Ce gâteau étonnant a encore de la ressource. Réservez la crème fraîche prévue pour le gâteau et versez-la délicatement sur le bord d'un verre rempli d'un mélange de café chaud sucré et d'un doigt de whisky. Shazam ! Vous avez un irish coffee. Enfoncé, le Bailey's…

Et comme toujours, je garde le meilleur pour la fin. Vérifiez que les enfants sont couchés, parce que là, faut mettre le carré blanc. C'est bon ? On peut y aller. L'apfelkuchen fournit en effet la base pour une recette érotique étonnante. Là, c'est très simple : demandez à votre compagnon ou votre compagne de vous aider à préparer la pâte. Attendez qu'il ou elle ait les mains dans la farine, bien collantes.
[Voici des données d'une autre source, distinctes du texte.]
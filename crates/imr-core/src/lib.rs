//! # IMR Core
//!
//! Data contracts shared by every layer of the IMR message router.
//!
//! - [`Order`]: the normalized inbound message every platform event is reduced to
//! - [`OrderFactory`]: turns raw platform events into orders (or filters them out)
//! - [`Reply`]: the outbound message produced by a handler
//! - [`Sender`]: delivers replies back to the platform
//!
//! ```text
//! ┌──────────────┐     ┌──────────────┐     ┌────────────┐     ┌──────────┐
//! │ source event │────▶│ OrderFactory │────▶│ Dispatcher │────▶│  Sender  │
//! └──────────────┘     └──────────────┘     └────────────┘     └──────────┘
//! ```
//!
//! The dispatcher itself lives in `imr-framework`.

pub mod error;
pub mod factory;
pub mod order;
pub mod reply;

pub use error::{OrderError, OrderResult, SendError, SendResult};
pub use factory::{FnOrderFactory, JsonOrderFactory, OrderFactory, PassThrough};
pub use order::Order;
pub use reply::{BoxedSender, Reply, Sender};
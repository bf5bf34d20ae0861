//! # IMR
//!
//! A message router for chat bots. Inbound platform events are normalized
//! into orders, matched against full-string regex routes, bound to typed
//! handler parameters and dispatched concurrently. Handler results become
//! replies handed to a platform sender.
//!
//! ## Architecture
//!
//! ```text
//! ┌──────────────┐     ┌──────────────┐     ┌────────────┐     ┌──────────────────────────┐
//! │ source event │────▶│ OrderFactory │────▶│ RouteTable │────▶│ handler (own task)       │──▶ Sender
//! └──────────────┘     └──────────────┘     └────────────┘────▶│ handler (own task)       │──▶ Sender
//!                                                              └──────────────────────────┘
//! ```
//!
//! - **Core**: `Order`, `Reply`, `OrderFactory`, `Sender`
//! - **Framework**: routes, parameter binding, reply synthesis, the dispatcher
//! - **Runtime**: configuration, logging and the `Client` lifecycle
//!
//! ## Quick Start
//!
//! ```rust,ignore
//! use imr::prelude::*;
//!
//! struct Bot;
//!
//! impl Bot {
//!     async fn ping(self: Arc<Self>) -> &'static str {
//!         "pong"
//!     }
//! }
//!
//! #[tokio::main]
//! async fn main() -> anyhow::Result<()> {
//!     let bot = Arc::new(Bot);
//!     let client = Client::builder()
//!         .order_factory(PassThrough)
//!         .sender(sender)
//!         .register(&bot, [Route::new("ping", Bot::ping).reply(ReplyKind::Words)])?
//!         .build()?;
//!
//!     client.run(orders).await;
//!     Ok(())
//! }
//! ```
//!
//! ## Features
//!
//! - `toml-config` (default): TOML configuration files
//! - `yaml-config`: YAML configuration files
//! - `json-log`: JSON log lines

pub use imr_core as core;
pub use imr_framework as framework;
pub use imr_runtime as runtime;

/// Prelude module for convenient imports.
///
/// ```rust,ignore
/// use imr::prelude::*;
/// ```
pub mod prelude {
    // Runtime - main entry point
    pub use imr_runtime::{Client, ClientBuilder, ConfigLoader, ImrConfig};

    // Data contracts
    pub use imr_core::{
        BoxedSender, FnOrderFactory, JsonOrderFactory, Order, OrderFactory, PassThrough, Reply,
        SendError, SendResult, Sender,
    };

    // Routing and handlers
    pub use imr_framework::{
        AllowAll, AtMentions, Authorizer, HandlerDescriptor, OwnerId, ParamSpec, ReplyKind, Route,
    };

    pub use std::sync::Arc;
}
//! Configuration schema definitions.

use std::collections::HashMap;
use std::fmt;
use std::path::PathBuf;
use std::time::Duration;

use serde::{Deserialize, Serialize};

/// Root configuration structure.
#[derive(Debug, Clone, Serialize, Deserialize, Default, PartialEq)]
pub struct ImrConfig {
    /// Logging settings.
    #[serde(default)]
    pub logging: LoggingConfig,

    /// Dispatch settings.
    #[serde(default)]
    pub dispatch: DispatchConfig,
}

// =============================================================================
// Logging
// =============================================================================

/// Log verbosity.
#[derive(Debug, Clone, Copy, Default, PartialEq, Eq, Serialize, Deserialize)]
#[serde(rename_all = "lowercase")]
pub enum LogLevel {
    Trace,
    Debug,
    #[default]
    Info,
    Warn,
    Error,
}

impl LogLevel {
    pub fn as_str(&self) -> &'static str {
        match self {
            Self::Trace => "trace",
            Self::Debug => "debug",
            Self::Info => "info",
            Self::Warn => "warn",
            Self::Error => "error",
        }
    }

    pub fn to_tracing_level(&self) -> tracing::Level {
        match self {
            Self::Trace => tracing::Level::TRACE,
            Self::Debug => tracing::Level::DEBUG,
            Self::Info => tracing::Level::INFO,
            Self::Warn => tracing::Level::WARN,
            Self::Error => tracing::Level::ERROR,
        }
    }
}

impl fmt::Display for LogLevel {
    fn fmt(&self, f: &mut fmt::Formatter<'_>) -> fmt::Result {
        f.write_str(self.as_str())
    }
}

/// Log line format.
#[derive(Debug, Clone, Copy, Default, PartialEq, Eq, Serialize, Deserialize)]
#[serde(rename_all = "lowercase")]
pub enum LogFormat {
    #[default]
    Compact,
    Full,
    Pretty,
    /// JSON lines. Requires the `json-log` feature; falls back to `full`.
    Json,
}

/// Where log lines go.
#[derive(Debug, Clone, Copy, Default, PartialEq, Eq, Serialize, Deserialize)]
#[serde(rename_all = "lowercase")]
pub enum LogOutput {
    #[default]
    Stdout,
    Stderr,
    File,
}

/// Which span lifecycle events are logged.
#[derive(Debug, Clone, Default, PartialEq, Eq, Serialize, Deserialize)]
pub struct SpanEventConfig {
    #[serde(default)]
    pub new: bool,
    #[serde(default)]
    pub enter: bool,
    #[serde(default)]
    pub exit: bool,
    #[serde(default)]
    pub close: bool,
}

/// Logging configuration.
#[derive(Debug, Clone, PartialEq, Serialize, Deserialize)]
pub struct LoggingConfig {
    /// Base log level.
    #[serde(default)]
    pub level: LogLevel,

    #[serde(default)]
    pub format: LogFormat,

    #[serde(default)]
    pub output: LogOutput,

    #[serde(default)]
    pub span_events: SpanEventConfig,

    /// Include thread ids in log lines.
    #[serde(default)]
    pub thread_ids: bool,

    /// Include file and line number in log lines.
    #[serde(default)]
    pub file_location: bool,

    /// Log file path, required when `output = "file"`. Files are rotated
    /// daily with the date appended to this name.
    #[serde(default, skip_serializing_if = "Option::is_none")]
    pub file_path: Option<PathBuf>,

    /// Number of daily log files kept when writing to a file.
    #[serde(default = "default_max_files")]
    pub max_files: u32,

    /// Per-module levels, e.g. `imr_framework = "debug"`.
    #[serde(default)]
    pub filters: HashMap<String, LogLevel>,
}

impl Default for LoggingConfig {
    fn default() -> Self {
        Self {
            level: LogLevel::default(),
            format: LogFormat::default(),
            output: LogOutput::default(),
            span_events: SpanEventConfig::default(),
            thread_ids: false,
            file_location: false,
            file_path: None,
            max_files: default_max_files(),
            filters: HashMap::new(),
        }
    }
}

fn default_max_files() -> u32 {
    5
}

// =============================================================================
// Dispatch
// =============================================================================

/// Dispatch configuration.
#[derive(Debug, Clone, Default, PartialEq, Eq, Serialize, Deserialize)]
pub struct DispatchConfig {
    /// Upper bound for one invocation, handler plus send, in milliseconds.
    /// Absent means invocations are never cut short.
    #[serde(default, skip_serializing_if = "Option::is_none")]
    pub invocation_timeout_ms: Option<u64>,
}

impl DispatchConfig {
    /// Returns the invocation timeout, if any.
    pub fn invocation_timeout(&self) -> Option<Duration> {
        self.invocation_timeout_ms.map(Duration::from_millis)
    }
}
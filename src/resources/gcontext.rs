//! Graphics contexts: the full parameter bag with protocol defaults.

use crate::protocol::requests::GcValues;
use crate::protocol::types::*;

/// A graphics context with every field explicit. `ChangeGC` applies a
/// value-mask-selected subset; `CopyGC` copies one.
#[derive(Debug, Clone, PartialEq, Eq)]
pub struct GContext {
    pub id: GContextId,
    pub drawable: DrawableId,
    pub function: u8,
    pub plane_mask: u32,
    pub foreground: u32,
    pub background: u32,
    pub line_width: u16,
    pub line_style: u8,
    pub cap_style: u8,
    pub join_style: u8,
    pub fill_style: u8,
    pub fill_rule: u8,
    pub tile: PixmapId,
    pub stipple: PixmapId,
    pub tile_stipple_x_origin: i16,
    pub tile_stipple_y_origin: i16,
    pub font: FontId,
    pub subwindow_mode: u8,
    pub graphics_exposures: bool,
    pub clip_x_origin: i16,
    pub clip_y_origin: i16,
    pub clip_mask: PixmapId,
    pub dash_offset: u16,
    pub dashes: Vec<u8>,
    pub arc_mode: u8,
    pub clip_rectangles: Vec<Rectangle>,
}

impl GContext {
    /// Protocol defaults: GXcopy, solid everything, exposures on.
    pub fn new(id: GContextId, drawable: DrawableId) -> Self {
        Self {
            id,
            drawable,
            function: 3, // GXcopy
            plane_mask: !0,
            foreground: 0,
            background: 1,
            line_width: 0,
            line_style: 0,
            cap_style: 1, // Butt
            join_style: 0,
            fill_style: 0,
            fill_rule: 0,
            tile: NONE,
            stipple: NONE,
            tile_stipple_x_origin: 0,
            tile_stipple_y_origin: 0,
            font: NONE,
            subwindow_mode: 0,
            graphics_exposures: true,
            clip_x_origin: 0,
            clip_y_origin: 0,
            clip_mask: NONE,
            dash_offset: 0,
            dashes: vec![4, 4],
            arc_mode: 1, // PieSlice
            clip_rectangles: Vec::new(),
        }
    }

    /// Apply the fields a value mask selected.
    pub fn apply(&mut self, mask: GcMask, values: &GcValues) {
        if mask.contains(GcMask::FUNCTION) {
            if let Some(v) = values.function {
                self.function = v;
            }
        }
        if mask.contains(GcMask::PLANE_MASK) {
            if let Some(v) = values.plane_mask {
                self.plane_mask = v;
            }
        }
        if mask.contains(GcMask::FOREGROUND) {
            if let Some(v) = values.foreground {
                self.foreground = v;
            }
        }
        if mask.contains(GcMask::BACKGROUND) {
            if let Some(v) = values.background {
                self.background = v;
            }
        }
        if mask.contains(GcMask::LINE_WIDTH) {
            if let Some(v) = values.line_width {
                self.line_width = v;
            }
        }
        if mask.contains(GcMask::LINE_STYLE) {
            if let Some(v) = values.line_style {
                self.line_style = v;
            }
        }
        if mask.contains(GcMask::CAP_STYLE) {
            if let Some(v) = values.cap_style {
                self.cap_style = v;
            }
        }
        if mask.contains(GcMask::JOIN_STYLE) {
            if let Some(v) = values.join_style {
                self.join_style = v;
            }
        }
        if mask.contains(GcMask::FILL_STYLE) {
            if let Some(v) = values.fill_style {
                self.fill_style = v;
            }
        }
        if mask.contains(GcMask::FILL_RULE) {
            if let Some(v) = values.fill_rule {
                self.fill_rule = v;
            }
        }
        if mask.contains(GcMask::TILE) {
            if let Some(v) = values.tile {
                self.tile = v;
            }
        }
        if mask.contains(GcMask::STIPPLE) {
            if let Some(v) = values.stipple {
                self.stipple = v;
            }
        }
        if mask.contains(GcMask::TILE_STIPPLE_X_ORIGIN) {
            if let Some(v) = values.tile_stipple_x_origin {
                self.tile_stipple_x_origin = v;
            }
        }
        if mask.contains(GcMask::TILE_STIPPLE_Y_ORIGIN) {
            if let Some(v) = values.tile_stipple_y_origin {
                self.tile_stipple_y_origin = v;
            }
        }
        if mask.contains(GcMask::FONT) {
            if let Some(v) = values.font {
                self.font = v;
            }
        }
        if mask.contains(GcMask::SUBWINDOW_MODE) {
            if let Some(v) = values.subwindow_mode {
                self.subwindow_mode = v;
            }
        }
        if mask.contains(GcMask::GRAPHICS_EXPOSURES) {
            if let Some(v) = values.graphics_exposures {
                self.graphics_exposures = v;
            }
        }
        if mask.contains(GcMask::CLIP_X_ORIGIN) {
            if let Some(v) = values.clip_x_origin {
                self.clip_x_origin = v;
            }
        }
        if mask.contains(GcMask::CLIP_Y_ORIGIN) {
            if let Some(v) = values.clip_y_origin {
                self.clip_y_origin = v;
            }
        }
        if mask.contains(GcMask::CLIP_MASK) {
            if let Some(v) = values.clip_mask {
                self.clip_mask = v;
                self.clip_rectangles.clear();
            }
        }
        if mask.contains(GcMask::DASH_OFFSET) {
            if let Some(v) = values.dash_offset {
                self.dash_offset = v;
            }
        }
        if mask.contains(GcMask::DASHES) {
            if let Some(v) = values.dashes {
                self.dashes = vec![v, v];
            }
        }
        if mask.contains(GcMask::ARC_MODE) {
            if let Some(v) = values.arc_mode {
                self.arc_mode = v;
            }
        }
    }

    /// CopyGC: replicate the masked fields of `source` into `self`.
    pub fn copy_from(&mut self, source: &GContext, mask: GcMask) {
        if mask.contains(GcMask::FUNCTION) {
            self.function = source.function;
        }
        if mask.contains(GcMask::PLANE_MASK) {
            self.plane_mask = source.plane_mask;
        }
        if mask.contains(GcMask::FOREGROUND) {
            self.foreground = source.foreground;
        }
        if mask.contains(GcMask::BACKGROUND) {
            self.background = source.background;
        }
        if mask.contains(GcMask::LINE_WIDTH) {
            self.line_width = source.line_width;
        }
        if mask.contains(GcMask::LINE_STYLE) {
            self.line_style = source.line_style;
        }
        if mask.contains(GcMask::CAP_STYLE) {
            self.cap_style = source.cap_style;
        }
        if mask.contains(GcMask::JOIN_STYLE) {
            self.join_style = source.join_style;
        }
        if mask.contains(GcMask::FILL_STYLE) {
            self.fill_style = source.fill_style;
        }
        if mask.contains(GcMask::FILL_RULE) {
            self.fill_rule = source.fill_rule;
        }
        if mask.contains(GcMask::TILE) {
            self.tile = source.tile;
        }
        if mask.contains(GcMask::STIPPLE) {
            self.stipple = source.stipple;
        }
        if mask.contains(GcMask::TILE_STIPPLE_X_ORIGIN) {
            self.tile_stipple_x_origin = source.tile_stipple_x_origin;
        }
        if mask.contains(GcMask::TILE_STIPPLE_Y_ORIGIN) {
            self.tile_stipple_y_origin = source.tile_stipple_y_origin;
        }
        if mask.contains(GcMask::FONT) {
            self.font = source.font;
        }
        if mask.contains(GcMask::SUBWINDOW_MODE) {
            self.subwindow_mode = source.subwindow_mode;
        }
        if mask.contains(GcMask::GRAPHICS_EXPOSURES) {
            self.graphics_exposures = source.graphics_exposures;
        }
        if mask.contains(GcMask::CLIP_X_ORIGIN) {
            self.clip_x_origin = source.clip_x_origin;
        }
        if mask.contains(GcMask::CLIP_Y_ORIGIN) {
            self.clip_y_origin = source.clip_y_origin;
        }
        if mask.contains(GcMask::CLIP_MASK) {
            self.clip_mask = source.clip_mask;
            self.clip_rectangles = source.clip_rectangles.clone();
        }
        if mask.contains(GcMask::DASH_OFFSET) {
            self.dash_offset = source.dash_offset;
        }
        if mask.contains(GcMask::DASHES) {
            self.dashes = source.dashes.clone();
        }
        if mask.contains(GcMask::ARC_MODE) {
            self.arc_mode = source.arc_mode;
        }
    }
}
Il ne vous reste plus qu'à l'enlacer par derrière en lui précisant :
1 - que vous venez de vous changer et qu'il est donc inutile de poser ses mains pleines de doigts et de farine sur un tissu aussi délicat
2 - que de toutes façons, quoi qu'il ou elle lui arrive, ça ne l'empêche pas de continuer à pétrir.
J'ai testé, ça marche à tous les coups. Merci qui ?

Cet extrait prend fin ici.